A crise enfrentada pelos bares e restaurantes também reflete nas empresas fornecedoras de alimentos frescos. A Mar Direto, por exemplo, que vende peixe e frutos do mar para estabelecimentos famosos em São Paulo teve que se reinventar quando a demanda dos restaurantes despencou. “Sobraram só 10% dos restaurantes”, diz Domingos Fiorino Llorca, um dos sócios da empresa que possui 15 funcionários. A solução foi vender quantidades menores a domicílio. “Tinha amigos, chefs de cozinha que ligavam dizendo que queriam ajudar, que podiam comprar o peixe com a gente ao invés de ir ao supermercado. Então está sendo tudo no boca a boca, via Whatsapp e depois fizemos uma conta no Instagram”, conta. A ideia de abrir as vendas para clientes nas casa já era antiga. Domingos explica, no entanto, que atualmente a operação não se paga, mas espera aumentar as vendas. “Somos um ratinho de patinha pequena tentando subir um degrau. Antes vendíamos 15kg para um restaurante em um dia. A dinâmica mudou”, completa.

Já a empresária Luísa Souza Santiago, de 31 anos, teve de se reinventar para sobreviver em tempos de coronavírus. Ela e uma sócia são donas de uma empresa de aluguel de vestidos de festa e possuem uma loja em Belo Horizonte e outra em São Paulo. “Criamos um bazar de vestidos semi-novos que alugávamos e resolvemos desapegar para ter algum faturamento. Como os preços são convidativos, isso acaba atraindo mais as pessoas”, explica Luísa. Parte do lucro será também destinado a instituições de caridade. A empresa passou a fazer um atendimento personalizado via chamada de vídeo para tirar dúvidas.
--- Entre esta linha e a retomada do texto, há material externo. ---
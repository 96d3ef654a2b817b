/// PostgreSQL persistence layer for workflow storage
///
/// The workflow table is an append-only version log keyed logically by
/// (account_id, id, created_at). The latest version of a workflow is the row
/// with the largest created_at for its (account_id, id).

use crate::workflow::types::WorkflowRecord;
use anyhow::{Context, Result};
use chrono::Utc;
use sqlx::postgres::{PgPool, PgRow};
use sqlx::Row;
use uuid::Uuid;

/// Columns selected for every record query.
const RECORD_COLUMNS: &str = "account_id, id, created_at, worker, name, version, graph";

/// Workflow version store backed by a PostgreSQL pool.
#[derive(Debug, Clone)]
pub struct WorkflowStore {
    pool: PgPool,
}

impl WorkflowStore {
    /// Connect and bootstrap the schema. Safe to call on an existing
    /// database (IF NOT EXISTS throughout).
    pub async fn connect(uri: &str) -> Result<Self> {
        let pool = PgPool::connect(uri)
            .await
            .context("failed to connect to PostgreSQL")?;
        let store = Self { pool };
        store.init_schema().await?;
        Ok(store)
    }

    async fn init_schema(&self) -> Result<()> {
        sqlx::query(
            r#"
            CREATE TABLE IF NOT EXISTS workflow (
                account_id UUID NOT NULL,
                id UUID NOT NULL,
                created_at TIMESTAMPTZ NOT NULL DEFAULT NOW(),
                worker TEXT NOT NULL DEFAULT '',
                name TEXT,
                version TEXT NOT NULL DEFAULT '',
                graph JSONB NOT NULL
            )
            "#,
        )
        .execute(&self.pool)
        .await?;

        sqlx::query(
            r#"
            CREATE INDEX IF NOT EXISTS workflow_id_aid_rec
            ON workflow (account_id, id, created_at)
            "#,
        )
        .execute(&self.pool)
        .await?;

        Ok(())
    }

    /// Latest version of every workflow assigned to the given worker.
    /// Used for boot recovery.
    pub async fn latest_for_worker(&self, worker: &str) -> Result<Vec<WorkflowRecord>> {
        let rows = sqlx::query(&format!(
            r#"
            SELECT {RECORD_COLUMNS}
            FROM workflow JOIN (
                SELECT account_id AS maxaid, id AS maxid, MAX(created_at) AS maxc
                FROM workflow
                GROUP BY account_id, id
            ) w
            ON w.maxc = created_at AND w.maxid = id AND w.maxaid = account_id
            WHERE worker = $1
            "#
        ))
        .bind(worker)
        .fetch_all(&self.pool)
        .await?;

        rows.iter().map(record_from_row).collect()
    }

    /// Latest version of every workflow belonging to an account.
    pub async fn latest_for_account(&self, account_id: Uuid) -> Result<Vec<WorkflowRecord>> {
        let rows = sqlx::query(&format!(
            r#"
            SELECT {RECORD_COLUMNS}
            FROM workflow JOIN (
                SELECT id AS maxid, MAX(created_at) AS maxc
                FROM workflow
                WHERE account_id = $1
                GROUP BY maxid
            ) w
            ON w.maxc = created_at AND w.maxid = id AND account_id = $1
            "#
        ))
        .bind(account_id)
        .fetch_all(&self.pool)
        .await?;

        rows.iter().map(record_from_row).collect()
    }

    /// Latest version of one workflow, or None if it does not exist.
    pub async fn latest(&self, account_id: Uuid, id: Uuid) -> Result<Option<WorkflowRecord>> {
        let row = sqlx::query(&format!(
            r#"
            SELECT {RECORD_COLUMNS}
            FROM workflow
            WHERE created_at = (
                SELECT MAX(created_at) FROM workflow
                WHERE account_id = $1 AND id = $2
            )
            AND account_id = $1 AND id = $2
            "#
        ))
        .bind(account_id)
        .bind(id)
        .fetch_optional(&self.pool)
        .await?;

        row.as_ref().map(record_from_row).transpose()
    }

    /// Every version of one workflow, oldest first.
    pub async fn history(&self, account_id: Uuid, id: Uuid) -> Result<Vec<WorkflowRecord>> {
        let rows = sqlx::query(&format!(
            r#"
            SELECT {RECORD_COLUMNS}
            FROM workflow
            WHERE account_id = $1 AND id = $2
            ORDER BY created_at
            "#
        ))
        .bind(account_id)
        .bind(id)
        .fetch_all(&self.pool)
        .await?;

        rows.iter().map(record_from_row).collect()
    }

    /// Distinct workflow ids belonging to an account. Used before a purge to
    /// broadcast stop commands.
    pub async fn workflow_ids(&self, account_id: Uuid) -> Result<Vec<Uuid>> {
        let rows = sqlx::query("SELECT DISTINCT id FROM workflow WHERE account_id = $1")
            .bind(account_id)
            .fetch_all(&self.pool)
            .await?;

        rows.iter()
            .map(|row| row.try_get::<Uuid, _>("id").map_err(Into::into))
            .collect()
    }

    /// Append a new version. Existing versions are never touched.
    pub async fn insert(&self, record: &WorkflowRecord) -> Result<()> {
        sqlx::query(
            r#"
            INSERT INTO workflow (account_id, id, created_at, worker, name, version, graph)
            VALUES ($1, $2, $3, $4, $5, $6, $7)
            "#,
        )
        .bind(record.account_id)
        .bind(record.id)
        .bind(record.created_at.unwrap_or_else(Utc::now))
        .bind(&record.worker)
        .bind(&record.name)
        .bind(&record.version)
        .bind(&record.graph)
        .execute(&self.pool)
        .await?;

        Ok(())
    }

    /// Remove every version of one workflow. Returns the number of rows
    /// removed.
    pub async fn delete(&self, account_id: Uuid, id: Uuid) -> Result<u64> {
        let result = sqlx::query("DELETE FROM workflow WHERE id = $1 AND account_id = $2")
            .bind(id)
            .bind(account_id)
            .execute(&self.pool)
            .await?;

        Ok(result.rows_affected())
    }

    /// Remove every workflow of an account. Used by account-deletion fanout.
    pub async fn purge_account(&self, account_id: Uuid) -> Result<u64> {
        let result = sqlx::query("DELETE FROM workflow WHERE account_id = $1")
            .bind(account_id)
            .execute(&self.pool)
            .await?;

        Ok(result.rows_affected())
    }
}

fn record_from_row(row: &PgRow) -> Result<WorkflowRecord> {
    Ok(WorkflowRecord {
        account_id: row.try_get("account_id")?,
        id: row.try_get("id")?,
        created_at: Some(row.try_get("created_at")?),
        worker: row.try_get("worker")?,
        name: row.try_get::<Option<String>, _>("name")?.unwrap_or_default(),
        version: row.try_get("version")?,
        graph: row.try_get("graph")?,
    })
}
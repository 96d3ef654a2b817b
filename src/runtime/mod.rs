/// Runtime Layer
///
/// Execution of workflows against the bus:
/// - One event-loop task per workflow, owning its graph
/// - The supervisor table coordinating start/stop across the worker fleet

// Per-workflow event loop
pub mod runner;

// Fleet coordination and the running-workflow table
pub mod supervisor;

// Re-export main types
pub use runner::WorkflowRunner;
pub use supervisor::Supervisor;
Com queda de mais de 70% do faturamento, a empresária também resolver tirar do papel a ideia de criar uma marca com um produto mais acessível e fácil de vender. Começou a vender online uma saia que pode ser usada no dia dia. “É uma peça mais barata e foi outra forma de aumentar o caixa e conseguir manter as funcionárias do atendimento e costura. A nossa ideia é não desistir, atravessar esse momento, manter as colaboradoras engajados e otimistas, estamos fazendo todo os esforços para manter os empregos”. Luísa sabe que a pandemia tirou da agenda as festas, que movimentam o seu negócio. “Não teremos aglomeração tão cedo”, reconhece Luísa. A criatividade é a única chance de sobreviver por enquanto.